Madonna De Luz
You have probably heard every photographer you know say:
If I could only capture what I see.
This is a story about God giving me a photo where I captured more than I saw!!
The night of the Krewe du Vieux parade I took this photo in the yard of the deconsecrated Holy Trinity Church on the corner of St. Ferdinand Street and Dauphine Street in Bywater that is now an art and performance space called the Marigny Opera House.
While looking for a parking space near the KdV after party, I drove by an event going on in the church yard. It was ethereal and mesmerizing because they had projected blue lights over the normally drab grounds.
After parking, I was on my way back up Dauphine to catch the beginning of the parade and by then the yard was empty so I stopped to take a few photos. I later found out that the yard had been decorated for a wedding and the wedding party was inside for the ceremony by the time I got back to the church. It was amazingly beautiful because they had placed lots of candles and a smoke machine at the bottom of the larger than life statue of the Virgin Mary.
When viewing my photos the next day, I was amazed to find what had not been seen at the time of taking the photo because the blue light reflecting through the smoke surrounding the Virgin Mary statue turned into a luminous turquoise blue yet the blue light intermingled with the warm yellow lights of the candles had turned the billowing smoke purple.
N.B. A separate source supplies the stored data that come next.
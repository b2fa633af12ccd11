//! Deal pipeline scenarios.

use anyhow::Result;
use async_trait::async_trait;
use std::collections::HashSet;
use std::sync::Arc;

use marketbot::catalog::{Catalog, HullCatalog, UniverseCatalog};
use marketbot::config::{AppConfig, ScanOverrides, DEFAULT_FALLBACK_REGIONS};
use marketbot::engine::DealScanner;
use marketbot::market::sqlite::SqliteMarket;
use marketbot::market::MarketProvider;
use marketbot::types::{Location, LocationId, ScanParams, TypeId};
use marketbot::universe::snapshot::{to_json, try_load_graph};
use marketbot::universe::LocationGraph;
use sqlx::sqlite::SqlitePoolOptions;

use crate::mock_market::{sell, MockMarket};

const MEGATHRON: TypeId = 641;
const DOMINIX: TypeId = 645;

const SOSALA: LocationId = 30002558;
const DITAL: LocationId = 30002557;
const TARARAN: LocationId = 30002543;
const JITA: LocationId = 30000142;

const BLEAK_LANDS: u64 = 10000038;
const DOMAIN: u64 = 10000043;
const THE_FORGE: u64 = 10000002;

fn system(id: LocationId, name: &str, region_id: u64, region_name: &str, adjacent: &[LocationId]) -> Location {
    Location {
        id,
        name: name.into(),
        region_id,
        region_name: region_name.into(),
        adjacent: adjacent.to_vec(),
    }
}

/// Sosala - Dital - Tararan, with Jita unconnected.
fn graph() -> LocationGraph {
    LocationGraph::from_locations([
        system(SOSALA, "Sosala", BLEAK_LANDS, "The Bleak Lands", &[DITAL]),
        system(DITAL, "Dital", BLEAK_LANDS, "The Bleak Lands", &[SOSALA, TARARAN]),
        system(TARARAN, "Tararan", DOMAIN, "Domain", &[DITAL]),
        system(JITA, "Jita", THE_FORGE, "The Forge", &[]),
    ])
}

fn params(graph: Option<&LocationGraph>, system: &str, jumps: u32) -> ScanParams {
    let overrides = ScanOverrides {
        system: Some(system.into()),
        max_jumps: Some(jumps),
        min_price: Some(0.0),
        hull_ids: Some(vec![MEGATHRON]),
        ship_type: None,
    };
    AppConfig::default()
        .scan_params(&overrides, graph, &HullCatalog::new())
        .unwrap()
}

fn scanner(provider: Arc<dyn MarketProvider>, graph: Option<LocationGraph>) -> DealScanner {
    let graph = graph.map(Arc::new);
    let catalog = UniverseCatalog::new(HullCatalog::new(), graph.clone());
    DealScanner::new(provider, Arc::new(catalog), graph)
}

/// Fixed jump counts for systems the graph does not know.
struct FixedRoutes(u32);

#[async_trait]
impl Catalog for FixedRoutes {
    async fn name_for_type(&self, type_id: TypeId) -> Result<String> {
        Ok(format!("Type {type_id}"))
    }

    async fn name_for_location(&self, location_id: LocationId) -> Result<String> {
        Ok(format!("System {location_id}"))
    }

    async fn distance(&self, _from: LocationId, _to: LocationId) -> Result<u32> {
        Ok(self.0)
    }
}

#[tokio::test]
async fn cheaper_listing_two_jumps_out_qualifies() {
    let market = Arc::new(MockMarket::new(vec![
        sell(1, MEGATHRON, TARARAN, DOMAIN, 100.0),
        sell(2, MEGATHRON, JITA, THE_FORGE, 150.0),
    ]));
    let g = graph();
    let p = params(Some(&g), "Sosala", 2);
    let report = scanner(market, Some(g)).scan(&p).await;

    assert_eq!(report.regions, vec![BLEAK_LANDS, DOMAIN]);
    assert!(!report.fallback_used);
    assert_eq!(report.deals.len(), 1);

    let deal = &report.deals[0];
    assert_eq!(deal.type_name, "Megathron");
    assert_eq!(deal.location_name, "Tararan");
    assert_eq!(deal.distance, 2);
    assert_eq!(deal.price, 100.0);
    assert_eq!(deal.hub_price, 150.0);
    assert_eq!(deal.savings, 50.0);
    assert!((deal.savings_percent - 33.33).abs() < 0.01);
}

#[tokio::test]
async fn pricier_listing_is_excluded() {
    let market = Arc::new(MockMarket::new(vec![
        sell(1, MEGATHRON, TARARAN, DOMAIN, 200.0),
        sell(2, MEGATHRON, JITA, THE_FORGE, 150.0),
    ]));
    let g = graph();
    let p = params(Some(&g), "Sosala", 2);
    assert!(scanner(market, Some(g)).find_good_deals(&p).await.is_empty());
}

#[tokio::test]
async fn zero_hub_price_gives_zero_percent() {
    let market = Arc::new(MockMarket::new(vec![
        sell(1, MEGATHRON, DITAL, BLEAK_LANDS, 0.0),
        sell(2, MEGATHRON, JITA, THE_FORGE, 0.0),
    ]));
    let g = graph();
    let p = params(Some(&g), "Sosala", 2);
    let deals = scanner(market, Some(g)).find_good_deals(&p).await;
    assert_eq!(deals.len(), 1);
    assert_eq!(deals[0].savings_percent, 0.0);
}

#[tokio::test]
async fn hop_budget_limits_regions_searched() {
    let market = Arc::new(MockMarket::new(vec![
        sell(1, MEGATHRON, TARARAN, DOMAIN, 100.0),
        sell(2, MEGATHRON, DITAL, BLEAK_LANDS, 120.0),
        sell(3, MEGATHRON, JITA, THE_FORGE, 150.0),
    ]));
    let g = graph();
    let p = params(Some(&g), "Sosala", 1);
    let report = scanner(market, Some(g)).scan(&p).await;

    assert_eq!(report.regions, vec![BLEAK_LANDS]);
    assert_eq!(report.deals.iter().map(|d| d.order_id).collect::<Vec<_>>(), vec![2]);
}

#[tokio::test]
async fn provider_order_does_not_change_results() {
    let orders = vec![
        sell(1, MEGATHRON, TARARAN, DOMAIN, 100.0),
        sell(2, MEGATHRON, DITAL, BLEAK_LANDS, 120.0),
        sell(3, MEGATHRON, SOSALA, BLEAK_LANDS, 90.0),
        sell(4, MEGATHRON, DITAL, BLEAK_LANDS, 500.0),
        sell(5, MEGATHRON, JITA, THE_FORGE, 150.0),
    ];
    let g = graph();
    let p = params(Some(&g), "Sosala", 2);

    let forward = scanner(Arc::new(MockMarket::new(orders.clone())), Some(g.clone()))
        .find_good_deals(&p)
        .await;
    let backward = scanner(Arc::new(MockMarket::new(orders).reversed()), Some(g))
        .find_good_deals(&p)
        .await;

    let ids = |deals: &[marketbot::types::Deal]| deals.iter().map(|d| d.order_id).collect::<Vec<_>>();
    assert_eq!(ids(&forward), vec![3, 1, 2]);
    assert_eq!(ids(&forward), ids(&backward));
}

#[tokio::test]
async fn missing_graph_searches_fallback_regions() {
    let market = Arc::new(MockMarket::new(vec![
        sell(1, MEGATHRON, 30002187, DOMAIN, 100.0),
        sell(2, MEGATHRON, JITA, THE_FORGE, 150.0),
    ]));
    let p = params(None, "Sosala", 4);
    let mut scanner = DealScanner::new(market.clone(), Arc::new(FixedRoutes(3)), None);
    let report = scanner.scan(&p).await;

    let mut expected = DEFAULT_FALLBACK_REGIONS.to_vec();
    expected.sort_unstable();
    assert!(report.fallback_used);
    assert_eq!(report.regions, expected);
    // One listing query per fallback region, plus the hub lookup.
    assert_eq!(market.calls(), expected.len() + 1);

    assert_eq!(report.deals.len(), 1);
    assert_eq!(report.deals[0].distance, 3);
    assert_eq!(report.deals[0].location_name, "System 30002187");
}

#[tokio::test]
async fn unknown_start_falls_back() {
    let market = Arc::new(MockMarket::new(vec![]));
    let g = graph();
    let p = params(Some(&g), "31000005", 2);
    let report = scanner(market, Some(g)).scan(&p).await;

    assert!(report.fallback_used);
    let regions: HashSet<u64> = report.regions.iter().copied().collect();
    assert_eq!(regions, DEFAULT_FALLBACK_REGIONS.into_iter().collect());
    assert!(report.deals.is_empty());
}

#[tokio::test]
async fn failing_region_does_not_abort_scan() {
    let market = Arc::new(MockMarket::new(vec![
        sell(1, MEGATHRON, TARARAN, DOMAIN, 100.0),
        sell(2, MEGATHRON, DITAL, BLEAK_LANDS, 120.0),
        sell(3, MEGATHRON, JITA, THE_FORGE, 150.0),
    ]));
    market.fail_region(DOMAIN);
    let g = graph();
    let p = params(Some(&g), "Sosala", 2);
    let deals = scanner(market, Some(g)).find_good_deals(&p).await;

    assert_eq!(deals.iter().map(|d| d.order_id).collect::<Vec<_>>(), vec![2]);
}

#[tokio::test]
async fn failing_hub_region_means_no_deals() {
    let market = Arc::new(MockMarket::new(vec![
        sell(1, MEGATHRON, DITAL, BLEAK_LANDS, 1.0),
        sell(2, MEGATHRON, JITA, THE_FORGE, 150.0),
    ]));
    market.fail_region(THE_FORGE);
    let g = graph();
    let p = params(Some(&g), "Sosala", 2);
    assert!(scanner(market, Some(g)).find_good_deals(&p).await.is_empty());
}

#[tokio::test]
async fn graph_snapshot_file_drives_scan() {
    let mut path = std::env::temp_dir();
    path.push(format!("marketbot_graph_{}.json", uuid::Uuid::new_v4()));
    std::fs::write(&path, to_json(&graph()).unwrap()).unwrap();

    let loaded = try_load_graph(&path).unwrap();
    std::fs::remove_file(&path).unwrap();

    let market = Arc::new(MockMarket::new(vec![
        sell(1, MEGATHRON, SOSALA, BLEAK_LANDS, 140.0),
        sell(2, MEGATHRON, JITA, THE_FORGE, 150.0),
    ]));
    let p = params(Some(&loaded), "dital", 0);
    assert_eq!(p.reference_location_id, DITAL);

    let report = scanner(market, Some(loaded)).scan(&p).await;
    assert_eq!(report.regions, vec![BLEAK_LANDS]);
    // Sosala is one jump from Dital, beyond a zero-jump budget.
    assert!(report.deals.is_empty());
}

#[tokio::test]
async fn sqlite_backend_end_to_end() {
    let pool = SqlitePoolOptions::new()
        .max_connections(1)
        .connect("sqlite::memory:")
        .await
        .unwrap();
    let market = SqliteMarket::from_pool(pool);
    market.ensure_schema().await.unwrap();
    market
        .insert_orders(&[
            sell(1, MEGATHRON, TARARAN, DOMAIN, 100.0),
            sell(2, DOMINIX, DITAL, BLEAK_LANDS, 80.0),
            sell(3, MEGATHRON, JITA, THE_FORGE, 150.0),
            sell(4, DOMINIX, JITA, THE_FORGE, 100.0),
            sell(5, DOMINIX, JITA + 1, THE_FORGE, 10.0),
        ])
        .await
        .unwrap();

    let g = graph();
    let mut p = params(Some(&g), "Sosala", 2);
    p.type_ids = vec![MEGATHRON, DOMINIX];
    let deals = scanner(Arc::new(market), Some(g)).find_good_deals(&p).await;

    // Dominix saves 20% against Jita (the 10 ISK order is outside the hub system).
    assert_eq!(deals.iter().map(|d| d.order_id).collect::<Vec<_>>(), vec![1, 2]);
    assert_eq!(deals[1].type_name, "Dominix");
    assert_eq!(deals[1].hub_price, 100.0);
}

#[tokio::test]
async fn imported_dump_backs_sqlite_scan() {
    let dir = std::env::temp_dir().join(format!("marketbot_import_{}", uuid::Uuid::new_v4()));
    std::fs::create_dir_all(&dir).unwrap();
    let dump = dir.join("orders.json");
    std::fs::write(
        &dump,
        serde_json::to_string(&[
            sell(1, MEGATHRON, TARARAN, DOMAIN, 100.0),
            sell(2, MEGATHRON, JITA, THE_FORGE, 150.0),
        ])
        .unwrap(),
    )
    .unwrap();

    let url = format!("sqlite://{}", dir.join("orders.db").display());
    let market = SqliteMarket::connect(&url).await.unwrap();
    assert_eq!(market.import_file(&dump).await.unwrap(), 2);

    let g = graph();
    let p = params(Some(&g), "Sosala", 2);
    let deals = scanner(Arc::new(market), Some(g)).find_good_deals(&p).await;
    assert_eq!(deals.iter().map(|d| d.order_id).collect::<Vec<_>>(), vec![1]);
    assert_eq!(deals[0].hub_price, 150.0);

    std::fs::remove_dir_all(&dir).unwrap();
}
The hues and intense saturation of the colors are fabulous.
God gave me this extraordinary photo!!
Allen Toussaint (piano) John Cleary (guitar)
Fats Domino 80th Birthday at Tipitina's.
Big Chief Howard Miller of the Creole Wild West
President of the Mardi Gras Indian Council
Uptown Super Sunday March 19, 2017.
Moonwalk Serenade
For many New Orleanians the Mardi Gras celebration begins by gathering with friends of the Secret Society of Saint Anne, followed by parading through the French Quarter with the Storyville Stompers Band et al, stopping at Canal Street to watch the Rex Parade then strutting, prancing and dancing back into the quarter culminating at the Moonwalk with some members throwing ashes of their beloveds into the Mississippi River.
The Emperor in his Realm
Panorama Jazz Band Carnivalizing
Sovereign Sultantress
This is my favorite Photoshop creation where I combined three images taken in Morocco. The main photo is a 15th century mosque. I added a jewelry design known as the southern cross with notches based on stages of the moon matched to the Southern Cross constellation which is used as a compass by the twarigs to navigate the desert in the Western Hemisphere. Then I added a glow around a photo of my hands artistically covered with middle eastern henna designs. In India, this art form is knows as mahendi. In Morocco, the role of Henna transcends that of beauty. In harmony with the Berber‘s belief in Baraka (good luck), henna worn on the body offers protection against illness, the evil eye and brings joy. Even before going to Marrakech to find a hotel, my first stop in Morocco was a Berber Village called Asni where I instantly met brothers who invited us to their home for dinner as our adventures began. We had rented a car in Casablanca which enabled them to take us on day trips to explore many places in their region ... amazing walnut groves ... the highest point in their country to see a water fall .... to what seemed to be wilderness to find this abandoned mosque in this photo many hours from their village.
Saint John's Eve Ceremony
St John's Eve ceremony on the Magnolia Bridge over Bayou St. John with Tibetan prayer flags traditionally hung to inspire compassion, strength, peace and wisdom in honoring His Holiness the Dalai Lama's visit to New Orleans May, 2013.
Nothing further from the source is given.